Dll3 pudgy mutation differentially disrupts dynamic expression of somite genes

Mutations in the notch ligand delta‐like 3 have been identified in both the pudgy mouse ( Dll3 pu ; Kusumi et al .: Nat Genet 19:274–278, 1998) and the human disorder spondylocostal dysostosis (SCD; Bulman et al .: Nat Genet 24:438–441, 2000), and a targeted mutation has been generated ( Dll3 neo ; Dunwoodie et al .: Development 129:1795–1806, 2002). Vertebral and rib malformations deriving from defects in somitic patterning are key features of these disorders.

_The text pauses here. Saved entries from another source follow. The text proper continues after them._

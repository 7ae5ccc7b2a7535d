//! Human-readable durations and byte sizes for configuration values

use serde::{Deserialize, Serialize, Serializer};
use std::fmt;
use std::str::FromStr;
use std::time::Duration;
use thiserror::Error;

#[derive(Debug, Error, PartialEq, Eq)]
pub enum ParseError {
    #[error("empty value")]
    Empty,

    #[error("invalid number in '{0}'")]
    InvalidNumber(String),

    #[error("invalid unit '{unit}' in '{input}'")]
    InvalidUnit { input: String, unit: String },
}

/// Split "15m" into (15, "m"); unit is lowercased and may be empty
fn split_quantity(input: &str) -> Result<(u64, String), ParseError> {
    let trimmed = input.trim();
    if trimmed.is_empty() {
        return Err(ParseError::Empty);
    }

    let pos = trimmed
        .find(|c: char| !c.is_ascii_digit())
        .unwrap_or(trimmed.len());
    let (digits, unit) = trimmed.split_at(pos);

    let value = digits
        .parse::<u64>()
        .map_err(|_| ParseError::InvalidNumber(trimmed.to_string()))?;

    Ok((value, unit.trim().to_ascii_lowercase()))
}

/// Duration written as "90s", "10m", "2h", "500ms" or a bare number of seconds
#[derive(Debug, Clone, Copy, PartialEq, Eq, PartialOrd, Ord)]
pub struct HumanDuration(pub Duration);

impl HumanDuration {
    pub const fn from_secs(secs: u64) -> Self {
        Self(Duration::from_secs(secs))
    }

    pub fn as_duration(&self) -> Duration {
        self.0
    }
}

impl From<HumanDuration> for Duration {
    fn from(value: HumanDuration) -> Self {
        value.0
    }
}

impl FromStr for HumanDuration {
    type Err = ParseError;

    fn from_str(s: &str) -> Result<Self, Self::Err> {
        let (value, unit) = split_quantity(s)?;
        let duration = match unit.as_str() {
            "" | "s" | "sec" | "secs" => Duration::from_secs(value),
            "ms" => Duration::from_millis(value),
            "m" | "min" | "mins" => Duration::from_secs(value.saturating_mul(60)),
            "h" | "hr" | "hrs" => Duration::from_secs(value.saturating_mul(3600)),
            _ => {
                return Err(ParseError::InvalidUnit {
                    input: s.to_string(),
                    unit,
                });
            }
        };
        Ok(Self(duration))
    }
}

impl fmt::Display for HumanDuration {
    fn fmt(&self, f: &mut fmt::Formatter<'_>) -> fmt::Result {
        let millis = self.0.as_millis();
        if millis % 1000 != 0 {
            return write!(f, "{millis}ms");
        }
        let secs = self.0.as_secs();
        if secs != 0 && secs % 3600 == 0 {
            write!(f, "{}h", secs / 3600)
        } else if secs != 0 && secs % 60 == 0 {
            write!(f, "{}m", secs / 60)
        } else {
            write!(f, "{secs}s")
        }
    }
}

impl Serialize for HumanDuration {
    fn serialize<S: Serializer>(&self, serializer: S) -> Result<S::Ok, S::Error> {
        serializer.collect_str(self)
    }
}

impl<'de> Deserialize<'de> for HumanDuration {
    fn deserialize<D>(deserializer: D) -> Result<Self, D::Error>
    where
        D: serde::Deserializer<'de>,
    {
        struct DurationVisitor;

        impl serde::de::Visitor<'_> for DurationVisitor {
            type Value = HumanDuration;

            fn expecting(&self, formatter: &mut fmt::Formatter) -> fmt::Result {
                formatter.write_str("a duration such as \"30s\" or \"10m\", or seconds as integer")
            }

            fn visit_u64<E: serde::de::Error>(self, v: u64) -> Result<Self::Value, E> {
                Ok(HumanDuration::from_secs(v))
            }

            fn visit_i64<E: serde::de::Error>(self, v: i64) -> Result<Self::Value, E> {
                u64::try_from(v)
                    .map(HumanDuration::from_secs)
                    .map_err(|_| E::custom("duration must not be negative"))
            }

            fn visit_str<E: serde::de::Error>(self, v: &str) -> Result<Self::Value, E> {
                v.parse().map_err(E::custom)
            }
        }

        deserializer.deserialize_any(DurationVisitor)
    }
}

/// Byte count written as "512MB", "2GB" or a bare integer
#[derive(Debug, Clone, Copy, PartialEq, Eq, PartialOrd, Ord)]
pub struct ByteSize(pub u64);

impl ByteSize {
    pub fn as_u64(&self) -> u64 {
        self.0
    }
}

impl FromStr for ByteSize {
    type Err = ParseError;

    fn from_str(s: &str) -> Result<Self, Self::Err> {
        let (value, unit) = split_quantity(s)?;
        let multiplier: u64 = match unit.as_str() {
            "" | "b" => 1,
            "k" | "kb" | "kib" => 1 << 10,
            "m" | "mb" | "mib" => 1 << 20,
            "g" | "gb" | "gib" => 1 << 30,
            "t" | "tb" | "tib" => 1 << 40,
            _ => {
                return Err(ParseError::InvalidUnit {
                    input: s.to_string(),
                    unit,
                });
            }
        };
        value
            .checked_mul(multiplier)
            .map(ByteSize)
            .ok_or_else(|| ParseError::InvalidNumber(s.to_string()))
    }
}

impl fmt::Display for ByteSize {
    /// Largest unit that divides the size exactly, so the text parses back
    fn fmt(&self, f: &mut fmt::Formatter<'_>) -> fmt::Result {
        const UNITS: [(&str, u64); 4] = [("TB", 1 << 40), ("GB", 1 << 30), ("MB", 1 << 20), ("KB", 1 << 10)];

        for (unit, size) in UNITS {
            if self.0 >= size && self.0 % size == 0 {
                return write!(f, "{}{unit}", self.0 / size);
            }
        }
        write!(f, "{}B", self.0)
    }
}

impl Serialize for ByteSize {
    fn serialize<S: Serializer>(&self, serializer: S) -> Result<S::Ok, S::Error> {
        serializer.collect_str(self)
    }
}

impl<'de> Deserialize<'de> for ByteSize {
    fn deserialize<D>(deserializer: D) -> Result<Self, D::Error>
    where
        D: serde::Deserializer<'de>,
    {
        struct SizeVisitor;

        impl serde::de::Visitor<'_> for SizeVisitor {
            type Value = ByteSize;

            fn expecting(&self, formatter: &mut fmt::Formatter) -> fmt::Result {
                formatter.write_str("a byte size such as \"512MB\", or bytes as integer")
            }

            fn visit_u64<E: serde::de::Error>(self, v: u64) -> Result<Self::Value, E> {
                Ok(ByteSize(v))
            }

            fn visit_i64<E: serde::de::Error>(self, v: i64) -> Result<Self::Value, E> {
                u64::try_from(v)
                    .map(ByteSize)
                    .map_err(|_| E::custom("size must not be negative"))
            }

            fn visit_str<E: serde::de::Error>(self, v: &str) -> Result<Self::Value, E> {
                v.parse().map_err(E::custom)
            }
        }

        deserializer.deserialize_any(SizeVisitor)
    }
}

#[cfg(test)]
mod tests {
    use super::*;

    #[test]
    fn test_parse_durations() {
        assert_eq!("90".parse::<HumanDuration>().unwrap().0, Duration::from_secs(90));
        assert_eq!("90s".parse::<HumanDuration>().unwrap().0, Duration::from_secs(90));
        assert_eq!("10m".parse::<HumanDuration>().unwrap().0, Duration::from_secs(600));
        assert_eq!("2h".parse::<HumanDuration>().unwrap().0, Duration::from_secs(7200));
        assert_eq!("250ms".parse::<HumanDuration>().unwrap().0, Duration::from_millis(250));
    }

    #[test]
    fn test_parse_duration_errors() {
        assert_eq!("".parse::<HumanDuration>(), Err(ParseError::Empty));
        assert!(matches!(
            "5 fortnights".parse::<HumanDuration>(),
            Err(ParseError::InvalidUnit { .. })
        ));
        assert!(matches!(
            "m".parse::<HumanDuration>(),
            Err(ParseError::InvalidNumber(_))
        ));
    }

    #[test]
    fn test_duration_display() {
        assert_eq!(HumanDuration::from_secs(7200).to_string(), "2h");
        assert_eq!(HumanDuration::from_secs(600).to_string(), "10m");
        assert_eq!(HumanDuration::from_secs(45).to_string(), "45s");
        assert_eq!(HumanDuration(Duration::from_millis(1500)).to_string(), "1500ms");
    }

    #[test]
    fn test_parse_sizes() {
        assert_eq!("1024".parse::<ByteSize>().unwrap().as_u64(), 1024);
        assert_eq!("512MB".parse::<ByteSize>().unwrap().as_u64(), 512 * 1024 * 1024);
        assert_eq!("2gib".parse::<ByteSize>().unwrap().as_u64(), 2 << 30);
        assert!("99999999999TB".parse::<ByteSize>().is_err());
    }

    #[test]
    fn test_size_display() {
        assert_eq!(ByteSize(512).to_string(), "512B");
        assert_eq!(ByteSize(1 << 20).to_string(), "1MB");
        assert_eq!(ByteSize(3 * (1 << 19)).to_string(), "1536KB");
        assert_eq!(ByteSize(0).to_string(), "0B");
    }

    #[test]
    fn test_size_display_parses_back() {
        for bytes in [0, 1, 1023, 1024, 1_500_000_000, 3 << 30, (5 << 40) + 1, u64::MAX] {
            let shown = ByteSize(bytes).to_string();
            let reparsed: ByteSize = shown.parse().unwrap();
            assert_eq!(reparsed.as_u64(), bytes, "{shown}");
        }
        assert_eq!(ByteSize(1_500_000_000).to_string(), "1500000000B");
    }

    #[test]
    fn test_deserialize_from_json() {
        #[derive(Deserialize)]
        struct Limits {
            timeout: HumanDuration,
            max: ByteSize,
        }

        let parsed: Limits = serde_json::from_str(r#"{"timeout": "5m", "max": "1GB"}"#).unwrap();
        assert_eq!(parsed.timeout.as_duration(), Duration::from_secs(300));
        assert_eq!(parsed.max.as_u64(), 1 << 30);

        let parsed: Limits = serde_json::from_str(r#"{"timeout": 30, "max": 2048}"#).unwrap();
        assert_eq!(parsed.timeout.as_duration(), Duration::from_secs(30));
        assert_eq!(parsed.max.as_u64(), 2048);
    }
}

In the mouse, notch pathway genes such as Lfng , Hes1 , Hes7 , and Hey2 display dynamic patterns of expression in paraxial mesoderm, cycling in synchrony with somite formation (Aulehla and Johnson: Dev Biol 207:49–61, 1999; Forsberg et al .: Curr Biol 8:1027–1030, 1998; Jouve et al .: Development 127:1421–1429, 2000; McGrew et al .: Curr Biol 8:979–982, 1998; Nakagawa et al .: Dev Biol 216:72–84, 1999). We report here that the Dll3 pu mutation has different effects on the expression of cycling ( Lfng and Hes7 ) and stage‐specific genes ( Hey3 and Mesp2 ). This suggests a more complex situation than a single oscillatory mechanism in somitogenesis and provides an explanation for the unique radiological features of the human DLL3‐ type of SCD. genesis 39:115–121, 2004. © 2004 Wiley‐Liss, Inc.